RECORDS PROVIDED: Begin

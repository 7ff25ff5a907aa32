//! SOAP envelope encoding and decoding.
//!
//! # Design
//! Requests travel as an ordered JSON tree until this module turns them into
//! XML: objects become child elements in key order, arrays become repeated
//! elements with the same name, scalars become text, nulls are dropped.
//! Replies take the opposite path. Every leaf comes back as a string and a
//! repeated element becomes an array, so callers must accept both a single
//! object and a list wherever FedEx allows more than one occurrence.

use std::io::BufReader;

use serde_json::{Map, Value};
use xmltree::{Element, EmitterConfig, XMLNode};

use crate::error::{FedexError, Result};

pub const SOAP_ENV_NS: &str = "http://schemas.xmlsoap.org/soap/envelope/";

/// Wrap `tree` as `<element xmlns="namespace">` inside a SOAP 1.1 envelope.
pub fn encode_envelope(element: &str, namespace: &str, tree: &Value) -> Result<String> {
    let mut request = Element::new(element);
    request
        .attributes
        .insert("xmlns".to_string(), namespace.to_string());
    let fields = tree
        .as_object()
        .ok_or_else(|| FedexError::Xml(format!("{element} must be an object, got {tree}")))?;
    append_fields(&mut request, fields);

    let mut body = Element::new("soapenv:Body");
    body.children.push(XMLNode::Element(request));

    let mut envelope = Element::new("soapenv:Envelope");
    envelope
        .attributes
        .insert("xmlns:soapenv".to_string(), SOAP_ENV_NS.to_string());
    envelope.children.push(XMLNode::Element(body));

    let mut buf = Vec::new();
    let config = EmitterConfig::new()
        .write_document_declaration(true)
        .perform_indent(true)
        .indent_string("  ");
    envelope
        .write_with_config(&mut buf, config)
        .map_err(|e| FedexError::Xml(e.to_string()))?;

    String::from_utf8(buf).map_err(|e| FedexError::Xml(e.to_string()))
}

fn append_fields(parent: &mut Element, fields: &Map<String, Value>) {
    for (name, value) in fields {
        match value {
            Value::Array(items) => {
                for item in items {
                    append_value(parent, name, item);
                }
            }
            other => append_value(parent, name, other),
        }
    }
}

fn append_value(parent: &mut Element, name: &str, value: &Value) {
    let mut child = Element::new(name);
    match value {
        Value::Null => return,
        Value::Object(fields) => append_fields(&mut child, fields),
        Value::String(s) => child.children.push(XMLNode::Text(s.clone())),
        Value::Bool(b) => child.children.push(XMLNode::Text(b.to_string())),
        Value::Number(n) => child.children.push(XMLNode::Text(n.to_string())),
        // Nested arrays have no XML shape; flatten them into repeats.
        Value::Array(items) => {
            for item in items {
                append_value(parent, name, item);
            }
            return;
        }
    }
    parent.children.push(XMLNode::Element(child));
}

/// The first element inside `Body`, or the SOAP fault it carries.
#[derive(Debug, Clone, PartialEq)]
pub struct DecodedBody {
    /// Local name of the reply element, e.g. `RateReply`.
    pub element: String,
    pub tree: Value,
}

pub fn decode_envelope(xml: &str) -> Result<DecodedBody> {
    let root = Element::parse(BufReader::new(xml.as_bytes()))
        .map_err(|e| FedexError::MalformedReply(e.to_string()))?;
    if root.name != "Envelope" {
        return Err(FedexError::MalformedReply(format!(
            "expected Envelope, found {}",
            root.name
        )));
    }
    let body = child_elements(&root)
        .find(|e| e.name == "Body")
        .ok_or_else(|| FedexError::MalformedReply("missing SOAP Body".to_string()))?;
    let reply = child_elements(body)
        .next()
        .ok_or_else(|| FedexError::MalformedReply("empty SOAP Body".to_string()))?;

    if reply.name == "Fault" {
        return Err(fault(reply));
    }

    Ok(DecodedBody {
        element: reply.name.clone(),
        tree: element_to_value(reply),
    })
}

fn fault(elem: &Element) -> FedexError {
    let text = |name: &str| {
        elem.get_child(name)
            .and_then(|c| c.get_text())
            .map(|t| t.trim().to_string())
            .unwrap_or_default()
    };
    let mut message = text("faultstring");
    // FedEx puts the useful part of a fault in detail/desc.
    if let Some(desc) = elem
        .get_child("detail")
        .and_then(|d| find_descendant(d, "desc"))
        .and_then(|d| d.get_text())
    {
        message = format!("{message} ({})", desc.trim());
    }
    FedexError::SoapFault {
        code: text("faultcode"),
        message,
    }
}

fn find_descendant<'a>(elem: &'a Element, name: &str) -> Option<&'a Element> {
    child_elements(elem).find_map(|c| {
        if c.name == name {
            Some(c)
        } else {
            find_descendant(c, name)
        }
    })
}

fn child_elements(elem: &Element) -> impl Iterator<Item = &Element> {
    elem.children.iter().filter_map(|n| n.as_element())
}

/// Convert an element to JSON: leaves become strings, repeated children
/// become arrays.
pub fn element_to_value(elem: &Element) -> Value {
    let mut children = child_elements(elem).peekable();
    if children.peek().is_none() {
        let text = elem.get_text().map(|t| t.trim().to_string()).unwrap_or_default();
        return Value::String(text);
    }

    let mut map = Map::new();
    for child in children {
        let value = element_to_value(child);
        match map.get_mut(&child.name) {
            Some(Value::Array(items)) => items.push(value),
            Some(existing) => {
                let first = existing.take();
                *existing = Value::Array(vec![first, value]);
            }
            None => {
                map.insert(child.name.clone(), value);
            }
        }
    }
    Value::Object(map)
}

#[cfg(test)]
mod tests {
    use serde_json::json;

    use super::*;

    #[test]
    fn encode_wraps_request_in_envelope() {
        let tree = json!({"PackageIdentifier": {"Value": "123", "Type": "TRACKING_NUMBER_OR_DOORTAG"}});
        let xml = encode_envelope("TrackRequest", "http://fedex.com/ws/track/v5", &tree).unwrap();
        assert!(xml.contains(r#"xmlns:soapenv="http://schemas.xmlsoap.org/soap/envelope/""#));
        assert!(xml.contains("<soapenv:Body>"));
        assert!(xml.contains(r#"<TrackRequest xmlns="http://fedex.com/ws/track/v5">"#));
        assert!(xml.contains("<Value>123</Value>"));
        assert!(xml.contains("<Type>TRACKING_NUMBER_OR_DOORTAG</Type>"));
    }

    #[test]
    fn encode_repeats_arrays_and_keeps_order() {
        let tree = json!({
            "PackageCount": 2,
            "RequestedPackageLineItems": [{"SequenceNumber": 1}, {"SequenceNumber": 2}],
            "Residential": true,
            "Skipped": null
        });
        let xml = encode_envelope("RateRequest", "urn:test", &tree).unwrap();
        assert_eq!(xml.matches("<RequestedPackageLineItems>").count(), 2);
        assert!(xml.contains("<Residential>true</Residential>"));
        assert!(!xml.contains("Skipped"));

        let count = xml.find("<PackageCount>").unwrap();
        let items = xml.find("<RequestedPackageLineItems>").unwrap();
        let residential = xml.find("<Residential>").unwrap();
        assert!(count < items && items < residential);
    }

    #[test]
    fn encode_escapes_text() {
        let tree = json!({"CompanyName": "Smith & Sons <Ltd>"});
        let xml = encode_envelope("RateRequest", "urn:test", &tree).unwrap();
        assert!(xml.contains("Smith &amp; Sons &lt;Ltd>") || xml.contains("Smith &amp; Sons &lt;Ltd&gt;"));
    }

    #[test]
    fn encode_rejects_scalar_tree() {
        let err = encode_envelope("RateRequest", "urn:test", &json!("nope")).unwrap_err();
        assert!(matches!(err, FedexError::Xml(_)));
    }

    #[test]
    fn decode_turns_repeats_into_arrays() {
        let xml = r#"<?xml version="1.0"?>
<SOAP-ENV:Envelope xmlns:SOAP-ENV="http://schemas.xmlsoap.org/soap/envelope/">
  <SOAP-ENV:Header/>
  <SOAP-ENV:Body>
    <v10:RateReply xmlns:v10="http://fedex.com/ws/rate/v10">
      <v10:HighestSeverity>SUCCESS</v10:HighestSeverity>
      <v10:Notifications><v10:Message>ok</v10:Message></v10:Notifications>
      <v10:RateReplyDetails><v10:ServiceType>FEDEX_GROUND</v10:ServiceType></v10:RateReplyDetails>
      <v10:RateReplyDetails><v10:ServiceType>GROUND_HOME_DELIVERY</v10:ServiceType></v10:RateReplyDetails>
    </v10:RateReply>
  </SOAP-ENV:Body>
</SOAP-ENV:Envelope>"#;
        let decoded = decode_envelope(xml).unwrap();
        assert_eq!(decoded.element, "RateReply");
        assert_eq!(decoded.tree["HighestSeverity"], "SUCCESS");
        assert_eq!(decoded.tree["Notifications"]["Message"], "ok");
        assert_eq!(decoded.tree["RateReplyDetails"][1]["ServiceType"], "GROUND_HOME_DELIVERY");
    }

    #[test]
    fn decode_maps_fault_to_error() {
        let xml = r#"<soapenv:Envelope xmlns:soapenv="http://schemas.xmlsoap.org/soap/envelope/">
  <soapenv:Body>
    <soapenv:Fault>
      <faultcode>soapenv:Server</faultcode>
      <faultstring>Fault</faultstring>
      <detail><con:fault xmlns:con="http://www.bea.com/wli/sb/context"><con:reason>x</con:reason><con:desc>Validation failed</con:desc></con:fault></detail>
    </soapenv:Fault>
  </soapenv:Body>
</soapenv:Envelope>"#;
        match decode_envelope(xml).unwrap_err() {
            FedexError::SoapFault { code, message } => {
                assert_eq!(code, "soapenv:Server");
                assert_eq!(message, "Fault (Validation failed)");
            }
            other => panic!("expected SoapFault, got {other:?}"),
        }
    }

    #[test]
    fn decode_rejects_non_envelope() {
        assert!(matches!(decode_envelope("<html/>"), Err(FedexError::MalformedReply(_))));
        assert!(matches!(decode_envelope("not xml"), Err(FedexError::MalformedReply(_))));
    }

    #[test]
    fn round_trip_through_encoder_preserves_structure() {
        let tree = json!({
            "Shipper": {"Address": {"StreetLines": ["1 Main St", "Apt 2"], "City": "Memphis"}}
        });
        let xml = encode_envelope("RateRequest", "urn:test", &tree).unwrap();
        let decoded = decode_envelope(&xml).unwrap();
        assert_eq!(decoded.element, "RateRequest");
        assert_eq!(decoded.tree, tree);
    }
}
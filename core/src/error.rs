//! Error types for the FedEx client.
//!
//! # Design
//! Precondition violations get their own variant because they are raised
//! before anything touches the network and the caller usually fixes them by
//! calling a missing setter. A SOAP fault is kept apart from a plain HTTP
//! failure since FedEx reports malformed requests as faults with a 500
//! status. Business failures (a reply whose `HighestSeverity` is `FAILURE` or
//! `ERROR`) are NOT errors: they come back as a normal `Reply`.

use thiserror::Error;

/// Errors returned by the builder, the codec and the transport.
#[derive(Debug, Error)]
pub enum FedexError {
    /// A required piece of the request was not set before dispatch.
    #[error("{0}")]
    Precondition(String),

    /// The request record could not be converted into a request tree.
    #[error("serialization failed: {0}")]
    Serialization(String),

    /// The request tree could not be written as XML.
    #[error("XML encoding failed: {0}")]
    Xml(String),

    /// The response body is not a SOAP envelope we understand.
    #[error("malformed reply: {0}")]
    MalformedReply(String),

    /// The remote service answered with a SOAP fault.
    #[error("SOAP fault {code}: {message}")]
    SoapFault { code: String, message: String },

    /// The server returned a non-200 status without a SOAP fault.
    #[error("HTTP {status}: {body}")]
    Http { status: u16, body: String },

    /// No session could be opened for the resolved endpoint.
    #[error("cannot open SOAP session for {endpoint}: {reason}")]
    Connection { endpoint: String, reason: String },

    /// The HTTP round-trip itself failed (DNS, TLS, timeout, ...).
    #[error("transport failed: {0}")]
    Transport(String),

    #[error("I/O error: {0}")]
    Io(#[from] std::io::Error),

    #[error("invalid date or time: {0}")]
    InvalidDate(String),

    #[error("invalid configuration: {0}")]
    Config(String),
}

pub type Result<T> = std::result::Result<T, FedexError>;

impl FedexError {
    pub fn precondition(message: impl Into<String>) -> Self {
        FedexError::Precondition(message.into())
    }

    pub(crate) fn requires(field: &str) -> Self {
        FedexError::Precondition(format!("This method requires a {field} to be set"))
    }

    /// Render the error as a bag of human readable messages, headed by a
    /// generic line, the way FedEx notifications are surfaced to users.
    pub fn messages(&self) -> Vec<String> {
        vec![
            "Error returned in processing transaction".to_string(),
            self.to_string(),
        ]
    }
}

impl From<serde_json::Error> for FedexError {
    fn from(e: serde_json::Error) -> Self {
        FedexError::Serialization(e.to_string())
    }
}

#[cfg(test)]
mod tests {
    use super::*;

    #[test]
    fn requires_names_the_missing_field() {
        let err = FedexError::requires("shipper");
        assert!(matches!(err, FedexError::Precondition(_)));
        assert_eq!(err.to_string(), "This method requires a shipper to be set");
    }

    #[test]
    fn messages_start_with_generic_line() {
        let err = FedexError::SoapFault {
            code: "soapenv:Server".to_string(),
            message: "Fault".to_string(),
        };
        let messages = err.messages();
        assert_eq!(messages[0], "Error returned in processing transaction");
        assert_eq!(messages[1], "SOAP fault soapenv:Server: Fault");
    }
}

RECORDS PROVIDED: End

-- REQUIRED WORK --
Tell how many lines of the data include the word "they", without any other words.

-- SOLUTION --
2